> **ACTIVITY**
Within the entries below, find every line that has the string "NaiveDate", then copy it.
Top of TASK INPUTS
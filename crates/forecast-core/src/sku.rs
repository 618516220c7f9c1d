//! SKU 與採購訂單模型
//!
//! 此處即驗證邊界：來源快照在反序列化時逐欄位收斂
//! （缺漏補預設、畸形欄位歸零或清空），核心演算法
//! 之後只會看到強型別資料。

use chrono::NaiveDate;
use rust_decimal::Decimal;
use serde::{Deserialize, Deserializer, Serialize};
use serde_json::Value;

use crate::numeric::{lenient_decimal, lenient_forecasts};

/// 採購訂單（在途）
#[derive(Debug, Clone, PartialEq, Serialize, Deserialize)]
pub struct PurchaseOrder {
    /// 到貨數量
    #[serde(default, deserialize_with = "lenient_decimal")]
    pub quantity: Decimal,

    /// 預計到貨日（ISO-8601 日期字串，可能缺漏或無效）
    #[serde(rename = "date_of_arrival", default)]
    pub eta: Option<String>,
}

impl PurchaseOrder {
    /// 創建新的採購訂單
    pub fn new(quantity: Decimal, eta: Option<String>) -> Self {
        Self { quantity, eta }
    }

    /// 解析預計到貨日
    ///
    /// 缺漏或無法解析的日期回傳 None，該筆訂單即不參與排程。
    pub fn eta_date(&self) -> Option<NaiveDate> {
        self.eta
            .as_deref()
            .and_then(|s| s.trim().parse::<NaiveDate>().ok())
    }
}

/// SKU 記錄
#[derive(Debug, Clone, PartialEq, Serialize, Deserialize)]
pub struct SkuRecord {
    /// SKU 編號（唯一鍵）
    pub id: String,

    /// 顯示名稱
    #[serde(rename = "sku_name", default)]
    pub name: Option<String>,

    /// 品牌
    #[serde(default)]
    pub brand: Option<String>,

    /// 類別
    #[serde(default)]
    pub category: Option<String>,

    /// 負責採購人員
    #[serde(default)]
    pub owner: Option<String>,

    /// 現有庫存
    #[serde(rename = "stock_actual", default, deserialize_with = "lenient_decimal")]
    pub stock: Decimal,

    /// 月營收目標（GMV）
    #[serde(
        rename = "objetivo_mensual_gmv",
        default,
        deserialize_with = "lenient_decimal"
    )]
    pub target_gmv: Decimal,

    /// 未來各月的預測需求，索引 0 為當前月，至多 5 筆
    #[serde(default, deserialize_with = "lenient_forecasts")]
    pub forecasts: Vec<Decimal>,

    /// 待到貨採購訂單
    #[serde(default, deserialize_with = "lenient_orders")]
    pub purchase_orders: Vec<PurchaseOrder>,
}

impl SkuRecord {
    /// 創建新的 SKU 記錄
    pub fn new(id: String) -> Self {
        Self {
            id,
            name: None,
            brand: None,
            category: None,
            owner: None,
            stock: Decimal::ZERO,
            target_gmv: Decimal::ZERO,
            forecasts: Vec::new(),
            purchase_orders: Vec::new(),
        }
    }

    /// 建構器模式：設置顯示名稱
    pub fn with_name(mut self, name: String) -> Self {
        self.name = Some(name);
        self
    }

    /// 建構器模式：設置品牌
    pub fn with_brand(mut self, brand: String) -> Self {
        self.brand = Some(brand);
        self
    }

    /// 建構器模式：設置類別
    pub fn with_category(mut self, category: String) -> Self {
        self.category = Some(category);
        self
    }

    /// 建構器模式：設置負責人
    pub fn with_owner(mut self, owner: String) -> Self {
        self.owner = Some(owner);
        self
    }

    /// 建構器模式：設置現有庫存
    pub fn with_stock(mut self, stock: Decimal) -> Self {
        self.stock = stock;
        self
    }

    /// 建構器模式：設置月營收目標
    pub fn with_target_gmv(mut self, target_gmv: Decimal) -> Self {
        self.target_gmv = target_gmv;
        self
    }

    /// 建構器模式：設置預測序列
    pub fn with_forecasts(mut self, forecasts: Vec<Decimal>) -> Self {
        self.forecasts = forecasts;
        self
    }

    /// 建構器模式：設置採購訂單
    pub fn with_purchase_orders(mut self, purchase_orders: Vec<PurchaseOrder>) -> Self {
        self.purchase_orders = purchase_orders;
        self
    }

    /// 取得指定月份位移的預測需求，缺漏視為 0
    pub fn forecast_for(&self, month_offset: usize) -> Decimal {
        self.forecasts
            .get(month_offset)
            .copied()
            .unwrap_or(Decimal::ZERO)
    }
}

/// serde 欄位輔助：寬鬆解析採購訂單清單
///
/// 非陣列輸入視為空清單；無法解析的個別項目直接略過，
/// 不因單筆壞資料使整個 SKU 失敗。
fn lenient_orders<'de, D>(deserializer: D) -> std::result::Result<Vec<PurchaseOrder>, D::Error>
where
    D: Deserializer<'de>,
{
    let value = Value::deserialize(deserializer)?;
    let Value::Array(items) = value else {
        return Ok(Vec::new());
    };
    Ok(items
        .into_iter()
        .filter_map(|item| serde_json::from_value(item).ok())
        .collect())
}
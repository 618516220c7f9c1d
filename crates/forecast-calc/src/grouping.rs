//! 分組彙總層
//!
//! 將逐 SKU 的投影結果彙總為品牌／類別／負責人層級的摘要列，
//! 以及以金額加權的覆蓋完成度（風險／進度檢視用）。

use rust_decimal::Decimal;
use std::collections::HashMap;

use crate::ProjectedSku;

/// 缺漏分組欄位時使用的組名
pub const UNASSIGNED_GROUP: &str = "未指定";

/// 分組維度
#[derive(Debug, Clone, Copy, PartialEq, Eq)]
pub enum GroupBy {
    /// 不分組（逐 SKU 一列）
    Sku,
    /// 依品牌
    Brand,
    /// 依類別
    Category,
    /// 依負責人
    Owner,
}

impl GroupBy {
    /// 取得 SKU 在此維度的分組鍵，缺漏或空白欄位歸入未指定組
    fn key_of(&self, sku: &ProjectedSku) -> String {
        let field = match self {
            GroupBy::Sku => return sku.record.id.clone(),
            GroupBy::Brand => sku.record.brand.as_deref(),
            GroupBy::Category => sku.record.category.as_deref(),
            GroupBy::Owner => sku.record.owner.as_deref(),
        };
        field
            .filter(|s| !s.trim().is_empty())
            .unwrap_or(UNASSIGNED_GROUP)
            .to_string()
    }
}

/// 分組彙總列
#[derive(Debug, Clone, PartialEq)]
pub struct GroupedRow {
    /// 分組鍵
    pub key: String,

    /// 庫存合計
    pub stock: Decimal,

    /// 月營收目標合計
    pub target_gmv: Decimal,

    /// 組內成員
    pub items: Vec<ProjectedSku>,
}

/// 依維度彙總投影結果
///
/// 依月營收目標合計遞減排序。`sort_by` 為穩定排序，
/// 同值的組保持首次出現（插入）順序，確保結果可重現。
pub fn group_rows(skus: &[ProjectedSku], group_by: GroupBy) -> Vec<GroupedRow> {
    let mut rows: Vec<GroupedRow> = Vec::new();
    let mut index: HashMap<String, usize> = HashMap::new();

    for sku in skus {
        let key = group_by.key_of(sku);
        let pos = *index.entry(key.clone()).or_insert_with(|| {
            rows.push(GroupedRow {
                key,
                stock: Decimal::ZERO,
                target_gmv: Decimal::ZERO,
                items: Vec::new(),
            });
            rows.len() - 1
        });

        let row = &mut rows[pos];
        row.stock += sku.record.stock;
        row.target_gmv += sku.record.target_gmv;
        row.items.push(sku.clone());
    }

    rows.sort_by(|a, b| b.target_gmv.cmp(&a.target_gmv));
    rows
}

/// 進度／風險彙總列
#[derive(Debug, Clone, PartialEq)]
pub struct ProgressRow {
    /// 分組鍵
    pub key: String,

    /// 覆蓋完成度（0–100）
    pub percent: Decimal,
}

/// 以金額加權計算各組的覆蓋完成度
///
/// 每個 SKU 的完成度為視窗內覆蓋天數佔模擬天數的比例，
/// 權重為其月營收目標（金額加權，而非單純計數）。
/// 結果依百分比遞減排序，同值保持插入順序。
pub fn coverage_progress(skus: &[ProjectedSku], group_by: GroupBy) -> Vec<ProgressRow> {
    struct Accumulator {
        key: String,
        total: Decimal,
        done: Decimal,
    }

    let mut groups: Vec<Accumulator> = Vec::new();
    let mut index: HashMap<String, usize> = HashMap::new();

    for sku in skus {
        let key = group_by.key_of(sku);
        let pos = *index.entry(key.clone()).or_insert_with(|| {
            groups.push(Accumulator {
                key,
                total: Decimal::ZERO,
                done: Decimal::ZERO,
            });
            groups.len() - 1
        });

        let amount = sku.record.target_gmv;
        let simulated = sku.simulated_days();
        let ratio = if simulated > 0 {
            Decimal::from(sku.covered_days()) / Decimal::from(simulated)
        } else {
            Decimal::ZERO
        };

        let group = &mut groups[pos];
        group.total += amount;
        group.done += amount * ratio;
    }

    let mut rows: Vec<ProgressRow> = groups
        .into_iter()
        .map(|group| ProgressRow {
            key: group.key,
            percent: if group.total > Decimal::ZERO {
                group.done / group.total * Decimal::from(100)
            } else {
                Decimal::ZERO
            },
        })
        .collect();

    rows.sort_by(|a, b| b.percent.cmp(&a.percent));
    rows
}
Bottom of TASK INPUTS
> **EXERCISE SOLUTION**
use chrono::NaiveDate;
    pub fn eta_date(&self) -> Option<NaiveDate> {
            .and_then(|s| s.trim().parse::<NaiveDate>().ok())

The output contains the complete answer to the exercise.